Record excerpts:
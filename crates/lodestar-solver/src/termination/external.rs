//! Externally triggered termination.

use std::sync::atomic::{AtomicBool, Ordering};
use std::sync::Arc;

use lodestar_core::score::Score;

use crate::scope::SolverScope;

use super::Termination;

/// Terminates when a shared flag is raised from another thread.
#[derive(Debug, Clone, Default)]
pub struct ExternalTermination {
    flag: Arc<AtomicBool>,
}

impl ExternalTermination {
    pub fn new() -> Self {
        Self::default()
    }

    /// The shared flag. Store `true` to request termination.
    pub fn flag(&self) -> Arc<AtomicBool> {
        Arc::clone(&self.flag)
    }
}

impl<Sc: Score> Termination<Sc> for ExternalTermination {
    fn is_terminated(&self, _scope: &SolverScope<Sc>) -> bool {
        self.flag.load(Ordering::SeqCst)
    }
}
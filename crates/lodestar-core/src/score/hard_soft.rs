//! HardSoftScore - Two-level score with hard and soft constraints

use std::cmp::Ordering;
use std::fmt;

use super::traits::Score;
use super::ScoreLevel;

/// A score with separate hard and soft constraint levels.
///
/// Hard constraints must be satisfied for a solution to be feasible.
/// Soft constraints are optimization objectives.
///
/// When comparing scores:
/// 1. Hard scores are compared first
/// 2. Soft scores are only compared when hard scores are equal
///
/// # Examples
///
/// ```
/// use lodestar_core::HardSoftScore;
///
/// let score1 = HardSoftScore::of(-1, -100);  // 1 hard constraint broken
/// let score2 = HardSoftScore::of(0, -200);   // Feasible but poor soft score
///
/// // Feasible solutions are always better than infeasible ones
/// assert!(score2 > score1);
///
/// let score3 = HardSoftScore::of(0, -50);    // Better soft score
/// assert!(score3 > score2);
/// ```
#[derive(Clone, Copy, PartialEq, Eq, Hash, Default)]
#[cfg_attr(feature = "serde", derive(serde::Serialize, serde::Deserialize))]
pub struct HardSoftScore {
    hard: i64,
    soft: i64,
}

impl HardSoftScore {
    /// The zero score.
    pub const ZERO: HardSoftScore = HardSoftScore { hard: 0, soft: 0 };

    /// One hard constraint unit.
    pub const ONE_HARD: HardSoftScore = HardSoftScore { hard: 1, soft: 0 };

    /// One soft constraint unit.
    pub const ONE_SOFT: HardSoftScore = HardSoftScore { hard: 0, soft: 1 };

    /// Creates a new HardSoftScore.
    #[inline]
    pub const fn of(hard: i64, soft: i64) -> Self {
        HardSoftScore { hard, soft }
    }

    /// Creates a score with only a hard component.
    #[inline]
    pub const fn of_hard(hard: i64) -> Self {
        HardSoftScore { hard, soft: 0 }
    }

    /// Creates a score with only a soft component.
    #[inline]
    pub const fn of_soft(soft: i64) -> Self {
        HardSoftScore { hard: 0, soft }
    }

    /// Returns the hard score component.
    #[inline]
    pub const fn hard(&self) -> i64 {
        self.hard
    }

    /// Returns the soft score component.
    #[inline]
    pub const fn soft(&self) -> i64 {
        self.soft
    }
}

impl Score for HardSoftScore {
    #[inline]
    fn is_feasible(&self) -> bool {
        self.hard >= 0
    }

    #[inline]
    fn zero() -> Self {
        HardSoftScore::ZERO
    }

    #[inline]
    fn levels_count() -> usize {
        2
    }

    fn to_level_numbers(&self) -> Vec<i64> {
        vec![self.hard, self.soft]
    }

    fn from_level_numbers(levels: &[i64]) -> Self {
        assert_eq!(levels.len(), 2, "HardSoftScore requires exactly 2 levels");
        HardSoftScore::of(levels[0], levels[1])
    }

    impl_score_arith!(HardSoftScore { hard, soft } => of);

    fn level_label(index: usize) -> ScoreLevel {
        match index {
            0 => ScoreLevel::Hard,
            1 => ScoreLevel::Soft,
            _ => panic!("HardSoftScore has 2 levels, got index {}", index),
        }
    }

    #[inline]
    fn to_scalar(&self) -> f64 {
        self.hard as f64 * 1_000_000.0 + self.soft as f64
    }
}

impl Ord for HardSoftScore {
    fn cmp(&self, other: &Self) -> Ordering {
        match self.hard.cmp(&other.hard) {
            Ordering::Equal => self.soft.cmp(&other.soft),
            other => other,
        }
    }
}

impl_score_ops!(HardSoftScore { hard, soft } => of);

impl fmt::Debug for HardSoftScore {
    fn fmt(&self, f: &mut fmt::Formatter<'_>) -> fmt::Result {
        write!(f, "HardSoftScore({}, {})", self.hard, self.soft)
    }
}

impl fmt::Display for HardSoftScore {
    fn fmt(&self, f: &mut fmt::Formatter<'_>) -> fmt::Result {
        write!(f, "{}hard/{}soft", self.hard, self.soft)
    }
}

impl_score_parse!(HardSoftScore { hard => "hard", soft => "soft" } => of);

What to produce: Scan the material above. Return every line containing the string "flag".

Exercise output:
/// Terminates when a shared flag is raised from another thread.
    flag: Arc<AtomicBool>,
    /// The shared flag. Store `true` to request termination.
    pub fn flag(&self) -> Arc<AtomicBool> {
        Arc::clone(&self.flag)
        self.flag.load(Ordering::SeqCst)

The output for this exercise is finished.